Certo. L’obiettivo è allargare il nostro intervento alla programmazione e progettazione oltre che al finanziamento di progetti, sia pubblici sia privati. E questo lavorando insieme alle aziende partecipate dal gruppo. Interverremo non solo come finanziatori ma in tutte le fasi degli investimenti. Per farlo stiamo organizzando una unità dedicata, fatta da professionisti del settore. 
Nascerà il polo dei pagamenti tra Sia, di cui siete azionisti, e Nexi?
Si tratta di altre due eccellenze italiane. Attendiamo il piano industriale di Sia che sicuramente individuerà le soluzioni migliori per valorizzare ulteriormente la società, che già riveste un ruolo di primo piano, anche oltre i confini nazionali. 
State pensando di acquistare azioni di società partecipate dal ministero dell’Economia? L’andamento dei conti pubblici potrebbe rendere necessario l’intervento in Enel, Eni, Enav. Cosa ne pensa?
Di questa eventualità si è parlato più volte. La premessa è che il primo passo tocca al Mef. Poi, nel caso, valuteremo le varie possibilità nel rispetto pieno delle regole del mercato e della normativa europea. 
Con l’approvazione dei bilanci 2018 arriveranno a scadenza i vertici di alcune partecipate della Cassa come Fincantieri, Snam, Italgas, Sace, Simest, Ansaldo Energia. Come vi muoverete? 
Come sempre, cioè facendo gli interessi delle aziende.
Il 2019, grazie ai provvedimenti approvati dal governo, sarà l’anno del venture capital. Cdp sarà protagonista? Acquisterete Invitalia Ventures sgr da Invitalia, controllata dal ministero del Tesoro?
Faremo leva su filiere industriali, università, incubatori di start up portando il corporate venture capital sul territorio.

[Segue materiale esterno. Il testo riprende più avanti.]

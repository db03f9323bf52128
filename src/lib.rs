pub mod batch;
pub mod checks;
pub mod cli;
pub mod validator;

pub use batch::{BatchOutcome, BatchRunner, BatchStats, Outcome};
pub use checks::{control_digit, Category};
pub use cli::Cli;
pub use validator::{check, check_opt, validate, validate_opt, Identifier, ValidationError};
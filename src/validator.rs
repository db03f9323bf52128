//! Validation of Swedish personal identity numbers, coordination numbers and
//! organisation numbers.
//!
//! The pipeline runs syntax, classification, date and checksum checks in that order and
//! stops at the first failure. [`check`] hands back the failure for diagnostics; [`validate`]
//! only answers yes or no.

use crate::checks::{check_birth_date, check_syntax, classify, verify_control_digit, Category};
use log::debug;
use std::fmt;
use thiserror::Error;

#[derive(Error, Debug, Clone, PartialEq, Eq)]
pub enum ValidationError {
    /// Wrong length, characters or separator position.
    #[error("does not match the identifier pattern")]
    Syntax,

    /// Both organisation and coordination markers are present.
    #[error("has both organisation and coordination markers")]
    ConflictingCategory,

    /// The date part is not a calendar date.
    #[error("date part {0} is not a valid date")]
    InvalidDate(String),

    #[error("control digit is {found}, expected {expected}")]
    Checksum { expected: u32, found: u32 },

    #[error("no identifier given")]
    NullInput,
}

impl ValidationError {
    /// Stable short name, used in reports and statistics.
    pub fn kind(&self) -> &'static str {
        match self {
            ValidationError::Syntax => "syntax",
            ValidationError::ConflictingCategory => "conflicting-category",
            ValidationError::InvalidDate(_) => "invalid-date",
            ValidationError::Checksum { .. } => "checksum",
            ValidationError::NullInput => "null-input",
        }
    }
}

/// An identifier that passed every check.
#[derive(Debug, Clone, PartialEq, Eq)]
pub struct Identifier {
    pub category: Category,
    pub century_included: bool,
    /// `YYMMDD` as written, century removed, coordination offset kept.
    pub date_part: String,
    /// Birth number and control digit.
    pub serial_part: String,
    pub separator: Option<char>,
    pub control_digit: u32,
}

impl Identifier {
    pub fn separator_present(&self) -> bool {
        self.separator.is_some()
    }
}

impl fmt::Display for Identifier {
    fn fmt(&self, f: &mut fmt::Formatter<'_>) -> fmt::Result {
        write!(
            f,
            "{}{}{}",
            self.date_part,
            self.separator.unwrap_or('-'),
            self.serial_part
        )
    }
}

/// Runs every check on `input` and returns the parsed identifier or the first failure.
pub fn check(input: &str) -> Result<Identifier, ValidationError> {
    let result = run_checks(input);
    if let Err(e) = &result {
        debug!("Rejected '{}' ({}): {}", input, e.kind(), e);
    }
    result
}

/// Like [`check`], but treats a missing input as [`ValidationError::NullInput`].
pub fn check_opt(input: Option<&str>) -> Result<Identifier, ValidationError> {
    match input {
        Some(value) => check(value),
        None => {
            debug!("Rejected missing identifier");
            Err(ValidationError::NullInput)
        }
    }
}

/// Returns true if `input` is a valid personal, coordination or organisation number.
pub fn validate(input: &str) -> bool {
    check(input).is_ok()
}

pub fn validate_opt(input: Option<&str>) -> bool {
    check_opt(input).is_ok()
}

fn run_checks(input: &str) -> Result<Identifier, ValidationError> {
    let shape = check_syntax(input)?;
    let category = classify(shape.century, shape.date_part)?;
    check_birth_date(shape.date_part, category)?;

    let supplied = shape.supplied_control_digit();
    verify_control_digit(&shape.checksum_payload(), supplied)?;
    let control_digit = supplied
        .chars()
        .next()
        .and_then(|ch| ch.to_digit(10))
        .ok_or(ValidationError::Syntax)?;

    Ok(Identifier {
        category,
        century_included: shape.century.is_some(),
        date_part: shape.date_part.to_string(),
        serial_part: shape.serial_part.to_string(),
        separator: shape.separator,
        control_digit,
    })
}

#[cfg(test)]
mod tests {
    use super::*;

    #[test]
    fn parses_full_form_personal_number() {
        let id = check("201701102384").unwrap();
        assert_eq!(id.category, Category::Personal);
        assert!(id.century_included);
        assert!(!id.separator_present());
        assert_eq!(id.date_part, "170110");
        assert_eq!(id.serial_part, "2384");
        assert_eq!(id.control_digit, 4);
        assert_eq!(id.to_string(), "170110-2384");
    }

    #[test]
    fn display_keeps_plus_separator() {
        let id = check("900118+9811").unwrap();
        assert_eq!(id.to_string(), "900118+9811");
    }

    #[test]
    fn stops_at_first_failing_stage() {
        assert_eq!(check("141206*2380"), Err(ValidationError::Syntax));
        assert_eq!(
            check("557260-1234"),
            Err(ValidationError::ConflictingCategory)
        );
        assert_eq!(
            check("190302299813"),
            Err(ValidationError::InvalidDate("030229".to_string()))
        );
        assert_eq!(
            check("201701272394"),
            Err(ValidationError::Checksum {
                expected: 3,
                found: 4
            })
        );
    }

    #[test]
    fn missing_input_is_null_input() {
        assert_eq!(check_opt(None), Err(ValidationError::NullInput));
        assert!(!validate_opt(None));
        assert!(validate_opt(Some("141206-2380")));
    }

    #[test]
    fn empty_input_is_syntax_error() {
        assert_eq!(check(""), Err(ValidationError::Syntax));
    }

    #[test]
    fn error_kinds_are_stable() {
        assert_eq!(ValidationError::Syntax.kind(), "syntax");
        assert_eq!(ValidationError::ConflictingCategory.kind(), "conflicting-category");
        assert_eq!(ValidationError::InvalidDate(String::new()).kind(), "invalid-date");
        assert_eq!(
            ValidationError::Checksum {
                expected: 1,
                found: 2
            }
            .kind(),
            "checksum"
        );
        assert_eq!(ValidationError::NullInput.kind(), "null-input");
    }
}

La Cassa ha come punto di forza il patrimonio immobiliare. Lo state valorizzando?
È una priorità che mi sono dato da subito. In particolare smobilitando partecipazioni e investimenti fermi da tempo.
Quanto valgono i vostri immobili? 
Un paio di miliardi.
Può fare un esempio di investimenti bloccati?
Metà del patrimonio immobiliare è nel Comune di Roma, inferiore come consistenza solo a quello della Santa Sede. Su questo punto ho aperto da tempo un confronto con l’amministrazione della città e, a breve, siamo nelle condizioni di sbloccare gran parte delle situazioni.
Può stimarne l’entità?
Direi 500 milioni di euro circa. Si tratta, per Roma, di una bella cifra. Era incredibile che una istituzione come Cdp non riuscisse a far partire gli investimenti. Lo stiamo facendo ma sono dovuto intervenire nei cantieri in prima persona, rispolverando la collezione dei caschetti che ho da quando visitavo i cantieri navali lavorando per Fincantieri. Ogni società immobiliare aveva problemi con soci, fornitori, banche, pubblica amministrazione. Spesso non riusciva neppure a chiudere i bilanci. Un po’ alla volta ne stiamo uscendo.
Il 28 febbraio scadrà il termine per la presentazione della domanda da parte delle amministrazioni interessate ad accedere all’anticipazione di liquidità introdotta dall’ultima manovra. Qual è stata finora la risposta degli enti allo strumento nato per accelerare il pagamento dei debiti verso i fornitori?
È ancora presto per dirlo perché tradizionalmente le domande vengono consegnate l’ultimo giorno. Mi ha fatto piacere vedere che la prima richiesta ci è arrivata da un piccolo comune campano, ma ci sono già alcuni casi significativi come il Comune di Torino. Si tratta di uno strumento che abbiamo reso disponibile, credo importante. Non è peraltro l’unico. Ricordo, per quanto riguarda l’amministrazione pubblica, la fornitura dei servizi di tesoreria ai comuni, d’intesa con Poste italiane. Oppure gli interventi alle regioni per contribuire a smontare le posizioni sui derivati. Stiamo valutando, in proposito, se fare altrettanto con i comuni.
In Cdp devono prevalere le scelte politiche o quelle economiche? 
Ho sempre ritenuto che debba prevalere la tutela della Cdp, che significa quella del bene più prezioso: il risparmio degli italiani. Poi, se è compatibile, va considerato l’interesse del Paese. Per tutti, qui in Cdp, vale una regola: siamo tecnici che lavorano al servizio dello Stato. E per questo, 170 anni dopo la fondazione della Cassa, siamo ancora qui.